## Description of the task
Go through the records line by line. Report how many lines contain "PartialEq", with nothing else.

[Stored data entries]
[Start of section]

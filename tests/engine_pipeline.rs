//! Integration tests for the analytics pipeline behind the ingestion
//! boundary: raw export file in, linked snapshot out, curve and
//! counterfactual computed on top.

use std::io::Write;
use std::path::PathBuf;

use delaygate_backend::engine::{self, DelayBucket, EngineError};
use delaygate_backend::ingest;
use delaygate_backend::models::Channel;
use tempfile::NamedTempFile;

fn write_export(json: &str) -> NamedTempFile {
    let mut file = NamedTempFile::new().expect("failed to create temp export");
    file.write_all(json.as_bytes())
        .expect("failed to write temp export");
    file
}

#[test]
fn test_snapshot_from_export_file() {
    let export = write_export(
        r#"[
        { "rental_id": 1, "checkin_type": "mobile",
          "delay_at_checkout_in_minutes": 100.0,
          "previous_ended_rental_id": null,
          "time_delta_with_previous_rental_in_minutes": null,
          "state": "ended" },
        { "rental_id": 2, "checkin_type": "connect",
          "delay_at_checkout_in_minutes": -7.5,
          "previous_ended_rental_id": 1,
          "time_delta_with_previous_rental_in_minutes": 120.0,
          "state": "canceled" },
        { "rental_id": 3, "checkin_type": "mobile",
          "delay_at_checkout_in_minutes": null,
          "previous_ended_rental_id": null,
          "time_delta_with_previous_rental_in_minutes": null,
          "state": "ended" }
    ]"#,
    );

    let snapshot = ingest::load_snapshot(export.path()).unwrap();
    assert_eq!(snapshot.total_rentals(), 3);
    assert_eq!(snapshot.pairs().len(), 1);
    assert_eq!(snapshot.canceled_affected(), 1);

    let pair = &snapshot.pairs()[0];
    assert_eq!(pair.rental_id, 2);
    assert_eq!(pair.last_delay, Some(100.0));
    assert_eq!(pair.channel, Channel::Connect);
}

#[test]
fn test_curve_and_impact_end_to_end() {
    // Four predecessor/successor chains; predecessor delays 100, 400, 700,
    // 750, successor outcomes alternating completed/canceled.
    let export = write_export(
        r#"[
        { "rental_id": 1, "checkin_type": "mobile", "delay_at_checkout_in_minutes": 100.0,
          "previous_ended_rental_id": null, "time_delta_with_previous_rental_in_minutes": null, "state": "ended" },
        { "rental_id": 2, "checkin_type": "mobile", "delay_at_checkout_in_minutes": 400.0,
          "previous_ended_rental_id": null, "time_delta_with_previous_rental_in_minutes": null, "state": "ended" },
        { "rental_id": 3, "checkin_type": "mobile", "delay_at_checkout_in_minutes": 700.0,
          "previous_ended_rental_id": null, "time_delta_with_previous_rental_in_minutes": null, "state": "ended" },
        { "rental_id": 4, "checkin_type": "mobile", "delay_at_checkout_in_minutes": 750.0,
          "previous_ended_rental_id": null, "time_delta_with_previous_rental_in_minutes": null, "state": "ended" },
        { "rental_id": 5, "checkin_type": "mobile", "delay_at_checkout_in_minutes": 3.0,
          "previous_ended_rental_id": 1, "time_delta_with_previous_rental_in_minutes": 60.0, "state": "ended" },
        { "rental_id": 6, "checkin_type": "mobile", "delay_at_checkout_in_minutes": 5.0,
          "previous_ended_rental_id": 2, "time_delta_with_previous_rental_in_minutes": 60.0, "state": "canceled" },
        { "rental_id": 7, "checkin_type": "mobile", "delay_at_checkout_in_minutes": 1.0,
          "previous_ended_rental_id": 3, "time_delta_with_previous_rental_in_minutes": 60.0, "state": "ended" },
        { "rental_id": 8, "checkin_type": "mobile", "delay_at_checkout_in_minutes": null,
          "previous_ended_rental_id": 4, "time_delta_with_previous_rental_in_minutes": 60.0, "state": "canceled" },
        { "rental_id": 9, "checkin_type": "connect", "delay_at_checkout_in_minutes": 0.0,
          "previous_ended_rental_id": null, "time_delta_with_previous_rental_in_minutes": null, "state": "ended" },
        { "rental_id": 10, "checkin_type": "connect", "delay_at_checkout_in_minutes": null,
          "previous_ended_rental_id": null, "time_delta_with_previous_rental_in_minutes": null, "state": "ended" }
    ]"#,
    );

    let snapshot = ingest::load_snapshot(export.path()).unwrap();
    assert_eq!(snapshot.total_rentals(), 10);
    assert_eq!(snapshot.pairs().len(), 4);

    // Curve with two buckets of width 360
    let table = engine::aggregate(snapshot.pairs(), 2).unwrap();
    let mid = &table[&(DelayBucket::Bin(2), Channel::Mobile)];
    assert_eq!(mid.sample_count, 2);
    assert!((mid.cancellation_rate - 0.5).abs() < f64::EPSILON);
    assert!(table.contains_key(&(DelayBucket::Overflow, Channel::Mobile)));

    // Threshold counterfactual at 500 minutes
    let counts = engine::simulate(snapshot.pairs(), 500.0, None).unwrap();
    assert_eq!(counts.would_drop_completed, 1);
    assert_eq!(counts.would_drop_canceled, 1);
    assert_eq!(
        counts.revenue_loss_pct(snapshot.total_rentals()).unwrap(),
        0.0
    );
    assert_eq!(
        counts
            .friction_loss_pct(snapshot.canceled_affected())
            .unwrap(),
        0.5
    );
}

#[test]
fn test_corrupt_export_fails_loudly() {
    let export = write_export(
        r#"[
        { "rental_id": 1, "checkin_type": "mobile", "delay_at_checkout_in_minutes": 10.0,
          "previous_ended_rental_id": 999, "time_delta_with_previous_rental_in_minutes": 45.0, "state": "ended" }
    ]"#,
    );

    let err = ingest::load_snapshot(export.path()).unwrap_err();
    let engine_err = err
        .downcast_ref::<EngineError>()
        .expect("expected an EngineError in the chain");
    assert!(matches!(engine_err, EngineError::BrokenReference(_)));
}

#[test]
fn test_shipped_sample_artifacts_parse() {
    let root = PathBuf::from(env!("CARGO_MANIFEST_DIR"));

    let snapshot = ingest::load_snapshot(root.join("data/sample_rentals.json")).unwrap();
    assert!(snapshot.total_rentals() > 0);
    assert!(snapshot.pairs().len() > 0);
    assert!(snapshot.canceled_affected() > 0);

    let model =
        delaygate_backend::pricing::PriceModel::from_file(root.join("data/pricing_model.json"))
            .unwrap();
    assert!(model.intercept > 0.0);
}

[End of section]
[Start of section]

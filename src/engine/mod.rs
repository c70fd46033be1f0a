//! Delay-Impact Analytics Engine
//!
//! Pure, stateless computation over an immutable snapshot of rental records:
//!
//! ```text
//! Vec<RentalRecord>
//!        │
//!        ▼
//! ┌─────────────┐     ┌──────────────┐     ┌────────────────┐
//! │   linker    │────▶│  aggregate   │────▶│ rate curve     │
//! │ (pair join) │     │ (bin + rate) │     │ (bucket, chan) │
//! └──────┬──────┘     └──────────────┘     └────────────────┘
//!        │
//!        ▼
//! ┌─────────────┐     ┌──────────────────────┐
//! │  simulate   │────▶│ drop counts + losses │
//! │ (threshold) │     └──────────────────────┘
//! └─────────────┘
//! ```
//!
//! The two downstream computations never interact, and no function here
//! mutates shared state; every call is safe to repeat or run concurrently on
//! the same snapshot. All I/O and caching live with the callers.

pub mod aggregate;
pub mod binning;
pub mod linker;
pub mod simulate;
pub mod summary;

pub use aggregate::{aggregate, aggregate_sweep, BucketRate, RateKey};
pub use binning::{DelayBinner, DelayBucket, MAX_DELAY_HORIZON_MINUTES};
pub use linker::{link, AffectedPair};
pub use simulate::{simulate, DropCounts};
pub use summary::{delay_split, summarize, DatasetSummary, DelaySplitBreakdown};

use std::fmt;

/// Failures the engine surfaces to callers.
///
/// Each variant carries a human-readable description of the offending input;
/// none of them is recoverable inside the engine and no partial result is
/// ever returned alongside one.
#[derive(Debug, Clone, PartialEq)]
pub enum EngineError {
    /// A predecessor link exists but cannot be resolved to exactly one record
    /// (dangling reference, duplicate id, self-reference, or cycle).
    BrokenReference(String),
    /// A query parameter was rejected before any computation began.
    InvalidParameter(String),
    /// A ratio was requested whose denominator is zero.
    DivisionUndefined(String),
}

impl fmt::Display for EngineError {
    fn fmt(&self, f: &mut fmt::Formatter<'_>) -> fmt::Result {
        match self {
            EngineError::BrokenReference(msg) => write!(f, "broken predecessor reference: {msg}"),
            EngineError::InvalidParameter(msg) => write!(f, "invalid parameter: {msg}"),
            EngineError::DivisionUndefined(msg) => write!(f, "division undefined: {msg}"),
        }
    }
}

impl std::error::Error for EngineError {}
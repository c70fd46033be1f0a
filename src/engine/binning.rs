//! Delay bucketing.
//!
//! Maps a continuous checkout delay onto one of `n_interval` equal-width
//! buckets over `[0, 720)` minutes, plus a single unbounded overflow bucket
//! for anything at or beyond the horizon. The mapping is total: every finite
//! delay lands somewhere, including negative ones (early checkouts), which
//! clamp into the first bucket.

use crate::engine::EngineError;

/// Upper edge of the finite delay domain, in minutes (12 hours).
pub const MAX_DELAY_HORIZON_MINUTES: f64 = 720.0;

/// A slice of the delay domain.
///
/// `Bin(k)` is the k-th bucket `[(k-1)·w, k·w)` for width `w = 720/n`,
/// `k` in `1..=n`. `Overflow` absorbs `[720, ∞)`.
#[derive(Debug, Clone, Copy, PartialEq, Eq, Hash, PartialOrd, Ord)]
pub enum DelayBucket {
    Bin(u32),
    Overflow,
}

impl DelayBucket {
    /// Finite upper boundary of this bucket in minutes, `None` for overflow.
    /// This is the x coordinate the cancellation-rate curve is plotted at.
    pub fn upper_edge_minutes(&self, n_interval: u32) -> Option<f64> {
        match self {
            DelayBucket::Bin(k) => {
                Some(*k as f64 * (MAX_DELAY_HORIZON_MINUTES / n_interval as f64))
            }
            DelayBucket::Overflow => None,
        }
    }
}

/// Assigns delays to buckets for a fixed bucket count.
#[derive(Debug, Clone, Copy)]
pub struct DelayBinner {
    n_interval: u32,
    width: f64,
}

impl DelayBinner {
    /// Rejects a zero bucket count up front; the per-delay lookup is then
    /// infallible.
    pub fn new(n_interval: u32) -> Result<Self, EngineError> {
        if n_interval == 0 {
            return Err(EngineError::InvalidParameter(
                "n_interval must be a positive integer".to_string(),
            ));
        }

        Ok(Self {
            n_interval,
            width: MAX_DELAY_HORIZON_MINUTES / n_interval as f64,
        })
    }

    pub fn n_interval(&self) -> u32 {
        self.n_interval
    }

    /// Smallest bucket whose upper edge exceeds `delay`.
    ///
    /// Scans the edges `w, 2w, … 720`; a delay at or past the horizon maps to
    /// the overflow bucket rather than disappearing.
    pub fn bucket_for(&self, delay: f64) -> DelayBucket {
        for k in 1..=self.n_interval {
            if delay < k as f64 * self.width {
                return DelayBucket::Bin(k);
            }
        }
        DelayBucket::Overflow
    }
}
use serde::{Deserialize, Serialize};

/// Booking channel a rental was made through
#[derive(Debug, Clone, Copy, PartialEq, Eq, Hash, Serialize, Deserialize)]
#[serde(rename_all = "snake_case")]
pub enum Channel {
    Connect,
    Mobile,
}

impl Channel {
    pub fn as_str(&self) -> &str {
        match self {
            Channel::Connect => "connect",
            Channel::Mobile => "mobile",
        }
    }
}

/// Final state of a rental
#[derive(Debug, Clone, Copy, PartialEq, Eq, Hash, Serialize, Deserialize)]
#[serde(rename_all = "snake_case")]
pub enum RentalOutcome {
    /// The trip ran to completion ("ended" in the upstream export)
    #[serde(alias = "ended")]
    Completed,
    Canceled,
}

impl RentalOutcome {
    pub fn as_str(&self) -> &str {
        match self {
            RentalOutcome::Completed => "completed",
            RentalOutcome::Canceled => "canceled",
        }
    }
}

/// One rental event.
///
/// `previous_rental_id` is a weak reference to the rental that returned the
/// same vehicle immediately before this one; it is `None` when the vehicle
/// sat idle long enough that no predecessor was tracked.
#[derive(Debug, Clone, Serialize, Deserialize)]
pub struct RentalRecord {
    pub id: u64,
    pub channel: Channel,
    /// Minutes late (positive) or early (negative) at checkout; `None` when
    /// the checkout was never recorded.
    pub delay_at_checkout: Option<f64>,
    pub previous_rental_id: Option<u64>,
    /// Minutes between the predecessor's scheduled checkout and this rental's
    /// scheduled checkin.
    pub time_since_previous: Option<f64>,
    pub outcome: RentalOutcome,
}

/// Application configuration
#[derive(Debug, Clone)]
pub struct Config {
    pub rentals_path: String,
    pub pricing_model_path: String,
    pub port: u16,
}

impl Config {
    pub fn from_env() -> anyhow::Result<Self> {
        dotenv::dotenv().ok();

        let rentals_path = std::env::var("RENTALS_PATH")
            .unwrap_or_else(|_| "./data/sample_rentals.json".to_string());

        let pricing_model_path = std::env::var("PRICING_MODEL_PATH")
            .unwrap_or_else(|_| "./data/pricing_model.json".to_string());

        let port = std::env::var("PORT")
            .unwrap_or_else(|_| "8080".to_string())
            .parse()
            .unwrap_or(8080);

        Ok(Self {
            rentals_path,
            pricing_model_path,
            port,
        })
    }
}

[End of section]

## Answer for this exercise
4